Aurélien : Mais moi ! Ce ne sont pas les articulations qui ont coincé !
Le Doc : Bien sûr … Vous avez fait fort ! Vous n’avez attendu ni l’adaptation du cœur, ni celle du métabolisme énergétique musculaire, ni même celle des vaisseaux pour évacuer la chaleur … ça arrive chez les candidats aux 10 bornes sans entraînement ! De toute façon, nous allons peaufiner votre bilan avec une prise de sang, une échographie cardiaque et une épreuve d’effort incluant le mesure des échanges gazeux. Au-delà, de finir de nous rassurer concernant votre santé, nous pourront évaluer votre condition physique et vous proposer un programme d’activité physique individualisé et progressif … Moins présomptueux que celui que vous aviez envisagé mais bien meilleur pour la santé et la forme ! Même si je ne suis pas inquiet pour votre avenir sportif, sachez que certains individus n’auront jamais la possibilité d’enchaîner 42 kilomètres en courant ! Les raisons peuvent être nombreuses.

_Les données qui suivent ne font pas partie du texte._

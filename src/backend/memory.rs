//! In-memory backend actor.
//!
//! Backs tests and demos without a network. Beyond the plain RPC surface it
//! offers per-operation call counting, injectable failures, and optional
//! artificial latency so coalescing and failure paths can be exercised
//! deterministically.

use std::collections::{HashMap, HashSet};
use std::sync::Mutex;
use std::sync::atomic::{AtomicBool, Ordering};
use std::time::Duration;

use async_trait::async_trait;
use time::OffsetDateTime;
use tracing::debug;

use crate::domain::blob::ExternalBlob;
use crate::domain::entities::{
    ChatMessage, MessageId, Order, OrderId, UserProfile, Watch, WatchId,
};
use crate::domain::price::Price;
use crate::domain::types::OrderStatus;
use crate::util::lock::mutex_lock;

use super::actor::{ActorError, StoreActor};

const SOURCE: &str = "backend::memory";

#[derive(Default)]
struct MemoryState {
    watches: Vec<Watch>,
    orders: Vec<Order>,
    messages: Vec<ChatMessage>,
    profile: Option<UserProfile>,
    next_watch_id: u64,
    next_order_id: u64,
    next_message_id: u64,
}

/// In-memory [`StoreActor`] with test instrumentation.
#[derive(Default)]
pub struct MemoryActor {
    state: Mutex<MemoryState>,
    calls: Mutex<HashMap<&'static str, usize>>,
    fail_next: Mutex<HashSet<&'static str>>,
    latency: Mutex<Option<Duration>>,
    caller_is_admin: AtomicBool,
}

impl MemoryActor {
    pub fn new() -> Self {
        Self::default()
    }

    /// Number of times the named operation has been invoked.
    pub fn calls(&self, op: &str) -> usize {
        mutex_lock(&self.calls, SOURCE, "calls")
            .get(op)
            .copied()
            .unwrap_or(0)
    }

    /// Make the next invocation of the named operation fail.
    pub fn fail_next(&self, op: &'static str) {
        mutex_lock(&self.fail_next, SOURCE, "fail_next").insert(op);
    }

    /// Delay every operation by the given duration.
    pub fn set_latency(&self, latency: Duration) {
        *mutex_lock(&self.latency, SOURCE, "set_latency") = Some(latency);
    }

    pub fn clear_latency(&self) {
        *mutex_lock(&self.latency, SOURCE, "clear_latency") = None;
    }

    /// Mark the calling identity as admin for `is_caller_admin`.
    pub fn set_caller_admin(&self, is_admin: bool) {
        self.caller_is_admin.store(is_admin, Ordering::SeqCst);
    }

    /// Seed a published catalog watch, returning its id.
    pub fn seed_watch(&self, name: &str, price: Price) -> WatchId {
        let mut state = mutex_lock(&self.state, SOURCE, "seed_watch");
        state.next_watch_id += 1;
        let id = WatchId(state.next_watch_id);
        state.watches.push(Watch {
            id,
            name: name.to_string(),
            description: String::new(),
            price,
            image: ExternalBlob::from_bytes(vec![0u8; 4]),
            published: true,
        });
        id
    }

    async fn begin(&self, op: &'static str) -> Result<(), ActorError> {
        *mutex_lock(&self.calls, SOURCE, "begin.count")
            .entry(op)
            .or_insert(0) += 1;

        let latency = *mutex_lock(&self.latency, SOURCE, "begin.latency");
        if let Some(latency) = latency {
            tokio::time::sleep(latency).await;
        }

        if mutex_lock(&self.fail_next, SOURCE, "begin.fail").remove(op) {
            debug!(op, "injected failure");
            return Err(ActorError::transport("injected failure"));
        }
        Ok(())
    }

    fn drive_upload(image: &ExternalBlob) {
        if let Some(reporter) = image.progress_reporter() {
            reporter.report(100);
        }
    }
}

#[async_trait]
impl StoreActor for MemoryActor {
    async fn get_watches(&self) -> Result<Vec<Watch>, ActorError> {
        self.begin("get_watches").await?;
        Ok(mutex_lock(&self.state, SOURCE, "get_watches").watches.clone())
    }

    async fn get_watch_by_id(&self, id: WatchId) -> Result<Watch, ActorError> {
        self.begin("get_watch_by_id").await?;
        mutex_lock(&self.state, SOURCE, "get_watch_by_id")
            .watches
            .iter()
            .find(|watch| watch.id == id)
            .cloned()
            .ok_or_else(|| ActorError::rejected(format!("unknown watch {id}")))
    }

    async fn add_watch(
        &self,
        name: String,
        description: String,
        price: Price,
        image: ExternalBlob,
    ) -> Result<WatchId, ActorError> {
        self.begin("add_watch").await?;
        Self::drive_upload(&image);
        let mut state = mutex_lock(&self.state, SOURCE, "add_watch");
        state.next_watch_id += 1;
        let id = WatchId(state.next_watch_id);
        state.watches.push(Watch {
            id,
            name,
            description,
            price,
            image,
            published: false,
        });
        Ok(id)
    }

    async fn update_watch(
        &self,
        id: WatchId,
        name: String,
        description: String,
        price: Price,
        published: bool,
    ) -> Result<(), ActorError> {
        self.begin("update_watch").await?;
        let mut state = mutex_lock(&self.state, SOURCE, "update_watch");
        let watch = state
            .watches
            .iter_mut()
            .find(|watch| watch.id == id)
            .ok_or_else(|| ActorError::rejected(format!("unknown watch {id}")))?;
        watch.name = name;
        watch.description = description;
        watch.price = price;
        watch.published = published;
        Ok(())
    }

    async fn delete_watch(&self, id: WatchId) -> Result<(), ActorError> {
        self.begin("delete_watch").await?;
        let mut state = mutex_lock(&self.state, SOURCE, "delete_watch");
        let before = state.watches.len();
        state.watches.retain(|watch| watch.id != id);
        if state.watches.len() == before {
            return Err(ActorError::rejected(format!("unknown watch {id}")));
        }
        Ok(())
    }

    async fn get_orders(&self) -> Result<Vec<Order>, ActorError> {
        self.begin("get_orders").await?;
        Ok(mutex_lock(&self.state, SOURCE, "get_orders").orders.clone())
    }

    async fn place_order(
        &self,
        customer_name: String,
        contact_info: String,
        watch_id: WatchId,
        note: String,
    ) -> Result<OrderId, ActorError> {
        self.begin("place_order").await?;
        let mut state = mutex_lock(&self.state, SOURCE, "place_order");
        if !state.watches.iter().any(|watch| watch.id == watch_id) {
            return Err(ActorError::rejected(format!("unknown watch {watch_id}")));
        }
        state.next_order_id += 1;
        let id = OrderId(state.next_order_id);
        state.orders.push(Order {
            id,
            customer_name,
            contact_info,
            watch_id,
            note,
            status: OrderStatus::Pending,
            timestamp: OffsetDateTime::now_utc(),
        });
        Ok(id)
    }

    async fn update_order_status(
        &self,
        id: OrderId,
        status: OrderStatus,
    ) -> Result<(), ActorError> {
        self.begin("update_order_status").await?;
        let mut state = mutex_lock(&self.state, SOURCE, "update_order_status");
        let order = state
            .orders
            .iter_mut()
            .find(|order| order.id == id)
            .ok_or_else(|| ActorError::rejected(format!("unknown order {id}")))?;
        order.status = status;
        Ok(())
    }

    async fn get_all_messages(&self) -> Result<Vec<ChatMessage>, ActorError> {
        self.begin("get_all_messages").await?;
        Ok(mutex_lock(&self.state, SOURCE, "get_all_messages")
            .messages
            .clone())
    }

    async fn send_message(
        &self,
        sender_name: String,
        text: String,
        image: Option<ExternalBlob>,
    ) -> Result<MessageId, ActorError> {
        self.begin("send_message").await?;
        if let Some(image) = &image {
            Self::drive_upload(image);
        }
        let mut state = mutex_lock(&self.state, SOURCE, "send_message");
        state.next_message_id += 1;
        let id = MessageId(state.next_message_id);
        state.messages.push(ChatMessage {
            id,
            sender_name,
            text,
            image,
            timestamp: OffsetDateTime::now_utc(),
            replies: Vec::new(),
        });
        Ok(id)
    }

    async fn reply_to_message(
        &self,
        message_id: MessageId,
        reply_text: String,
    ) -> Result<MessageId, ActorError> {
        self.begin("reply_to_message").await?;
        let mut state = mutex_lock(&self.state, SOURCE, "reply_to_message");
        state.next_message_id += 1;
        let reply_id = MessageId(state.next_message_id);
        let message = state
            .messages
            .iter_mut()
            .find(|message| message.id == message_id)
            .ok_or_else(|| ActorError::rejected(format!("unknown message {message_id}")))?;
        message.replies.push(ChatMessage {
            id: reply_id,
            sender_name: "Support".to_string(),
            text: reply_text,
            image: None,
            timestamp: OffsetDateTime::now_utc(),
            replies: Vec::new(),
        });
        Ok(reply_id)
    }

    async fn is_caller_admin(&self) -> Result<bool, ActorError> {
        self.begin("is_caller_admin").await?;
        Ok(self.caller_is_admin.load(Ordering::SeqCst))
    }

    async fn get_caller_profile(&self) -> Result<Option<UserProfile>, ActorError> {
        self.begin("get_caller_profile").await?;
        Ok(mutex_lock(&self.state, SOURCE, "get_caller_profile")
            .profile
            .clone())
    }

    async fn save_caller_profile(&self, profile: UserProfile) -> Result<(), ActorError> {
        self.begin("save_caller_profile").await?;
        mutex_lock(&self.state, SOURCE, "save_caller_profile").profile = Some(profile);
        Ok(())
    }
}

#[cfg(test)]
mod tests {
    use super::*;

    #[tokio::test]
    async fn counts_calls_per_operation() {
        let actor = MemoryActor::new();
        assert_eq!(actor.calls("get_watches"), 0);
        actor.get_watches().await.expect("first read");
        actor.get_watches().await.expect("second read");
        assert_eq!(actor.calls("get_watches"), 2);
        assert_eq!(actor.calls("get_orders"), 0);
    }

    #[tokio::test]
    async fn injected_failure_fires_once() {
        let actor = MemoryActor::new();
        actor.fail_next("get_watches");
        assert!(actor.get_watches().await.is_err());
        assert!(actor.get_watches().await.is_ok());
    }

    #[tokio::test]
    async fn watch_crud_round_trip() {
        let actor = MemoryActor::new();
        let id = actor
            .add_watch(
                "Royal Tourbillon".to_string(),
                "".to_string(),
                Price::from_minor_units(129_900),
                ExternalBlob::from_bytes(vec![0u8; 4]),
            )
            .await
            .expect("add watch");

        actor
            .update_watch(
                id,
                "Royal Tourbillon".to_string(),
                "Hand wound.".to_string(),
                Price::from_minor_units(149_900),
                true,
            )
            .await
            .expect("update watch");

        let watch = actor.get_watch_by_id(id).await.expect("fetch watch");
        assert!(watch.published);
        assert_eq!(watch.price.minor_units(), 149_900);

        actor.delete_watch(id).await.expect("delete watch");
        assert!(actor.get_watch_by_id(id).await.is_err());
    }

    #[tokio::test]
    async fn orders_require_a_known_watch() {
        let actor = MemoryActor::new();
        let missing = actor
            .place_order(
                "James".to_string(),
                "a@b.c".to_string(),
                WatchId(99),
                "".to_string(),
            )
            .await;
        assert!(missing.is_err());

        let watch_id = actor.seed_watch("Calatrava", Price::from_minor_units(10_000));
        let order_id = actor
            .place_order(
                "James".to_string(),
                "a@b.c".to_string(),
                watch_id,
                "".to_string(),
            )
            .await
            .expect("place order");

        actor
            .update_order_status(order_id, OrderStatus::Confirmed)
            .await
            .expect("update status");
        let orders = actor.get_orders().await.expect("read orders");
        assert_eq!(orders[0].status, OrderStatus::Confirmed);
    }

    #[tokio::test]
    async fn replies_nest_under_their_message() {
        let actor = MemoryActor::new();
        let id = actor
            .send_message("Ada".to_string(), "Hello".to_string(), None)
            .await
            .expect("send");
        let reply_id = actor
            .reply_to_message(id, "Welcome!".to_string())
            .await
            .expect("reply");

        let messages = actor.get_all_messages().await.expect("read messages");
        assert_eq!(messages.len(), 1);
        assert_eq!(messages[0].replies.len(), 1);
        assert_eq!(messages[0].replies[0].id, reply_id);

        assert!(
            actor
                .reply_to_message(MessageId(404), "nope".to_string())
                .await
                .is_err()
        );
    }

    #[tokio::test]
    async fn upload_progress_is_driven_to_completion() {
        use futures::StreamExt;

        use crate::domain::blob::ProgressUpdate;

        let actor = MemoryActor::new();
        let (image, progress) = ExternalBlob::from_bytes(vec![0u8; 4]).with_upload_progress();
        actor
            .add_watch(
                "Nautilus".to_string(),
                "".to_string(),
                Price::from_minor_units(1),
                image,
            )
            .await
            .expect("add watch");

        let updates: Vec<ProgressUpdate> = progress.collect().await;
        assert_eq!(updates.last(), Some(&ProgressUpdate::Percent(100)));
    }
}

CHACUN SON NIVEAU : COURIR UN MARATHON N’EST PAS NECESSAIRE POUR ETRE EN FORME … ET ENCORE MOINS POUR EXISTER !
Premièrement : manque de talent énergétique amenant à des durées d’effort déraisonnables, … 5 heures voire 6 heures ou plus … soit 2 à 3 fois plus que l’élite qui, passé ce délais, a déjà profité dans son hôtel d’un massage, d’une collation et d’une sieste ! Deuxièmement : fragilité constitutionnelle avec imperfection morphologique ou subtile anomalie génétique au sein des nombreuses protéines constituant l’appareil locomoteur … En centre de formation au football professionnel … que je connais bien … on parle de « sélection naturelle » pour décrire l’élimination progressive des gamins qui accumulent les blessures et n’accèderont jamais au haut-niveau ! Mais finalement tout ça n’est pas dramatique ! Inutile de courir un marathon pour être en forme et accéder aux vertus du sport santé ! Inutile de faire de l’ultra-trail pour exister …
Aurélien : Alors que faire en pratique pour la santé et la forme ?

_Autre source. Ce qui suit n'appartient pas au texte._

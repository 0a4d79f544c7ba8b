//! Domain layer types and invariants.

pub mod blob;
pub mod entities;
pub mod error;
pub mod forms;
pub mod price;
pub mod types;
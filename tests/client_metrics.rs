use std::collections::HashSet;
use std::sync::Arc;

use metrics_util::debugging::DebuggingRecorder;
use serial_test::serial;
use vetrina::application::MutationExecutor;
use vetrina::cache::{CacheConfig, QueryClient, ResourceKey};
use vetrina::domain::forms::ProfileDraft;
use vetrina::domain::price::Price;
use vetrina::{ActorHandle, MemoryActor};

#[tokio::test]
#[serial]
async fn cache_and_mutation_paths_emit_expected_metric_keys() {
    let recorder = DebuggingRecorder::new();
    let snapshotter = recorder.snapshotter();
    recorder
        .install()
        .expect("debug metrics recorder should install in this test process");

    let actor = Arc::new(MemoryActor::new());
    actor.seed_watch("Calatrava", Price::from_minor_units(10_000));
    actor.set_latency(std::time::Duration::from_millis(30));
    let client = QueryClient::new(
        CacheConfig::default(),
        ActorHandle::connected(actor.clone()),
    );

    // Miss, coalesced wait, and hit.
    let a = client.clone();
    let b = client.clone();
    tokio::join!(a.watches(), b.watches());
    client.watches().await;
    actor.clear_latency();

    // Fetch error.
    client.invalidate(ResourceKey::Watches);
    actor.fail_next("get_watches");
    client.watches().await;

    // Mutation success and failure.
    let mutations = MutationExecutor::new(client.clone());
    mutations
        .save_profile(ProfileDraft::new("Ada").expect("valid"))
        .await
        .expect("save profile");
    actor.fail_next("save_caller_profile");
    assert!(
        mutations
            .save_profile(ProfileDraft::new("Ada").expect("valid"))
            .await
            .is_err()
    );

    let names: HashSet<String> = snapshotter
        .snapshot()
        .into_vec()
        .into_iter()
        .map(|(composite_key, _, _, _)| composite_key.key().name().to_string())
        .collect();

    let expected = [
        "vetrina_query_hit_total",
        "vetrina_query_miss_total",
        "vetrina_query_coalesced_total",
        "vetrina_query_error_total",
        "vetrina_mutation_total",
        "vetrina_mutation_error_total",
    ];

    for metric in expected {
        assert!(names.contains(metric), "missing metric: {metric}");
    }
}
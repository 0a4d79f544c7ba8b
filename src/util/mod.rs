//! Small shared utilities.

pub(crate) mod lock;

Le Doc : Les études scientifiques et la vraie vie nous amènent à proposer 3 séances de cardio par semaine. Classiquement, deux courses à pied auxquels on ajoute de la salle, de la piscine ou du vélo. La durée est de 30 minutes à 1 heure. L’intensité est telle qu’on peut parler mais pas chanter. Riche de cette préparation, le 10 kilomètres est accessible en toute sérénité après 6 mois d’entraînement. Dans un monde idéal, on complète avec deux cessions de renforcement et une de mobilité … sans oublier le jour de repos hebdomadaire. Ce programme santé est validé par les plus grandes institutions nationales et internationales.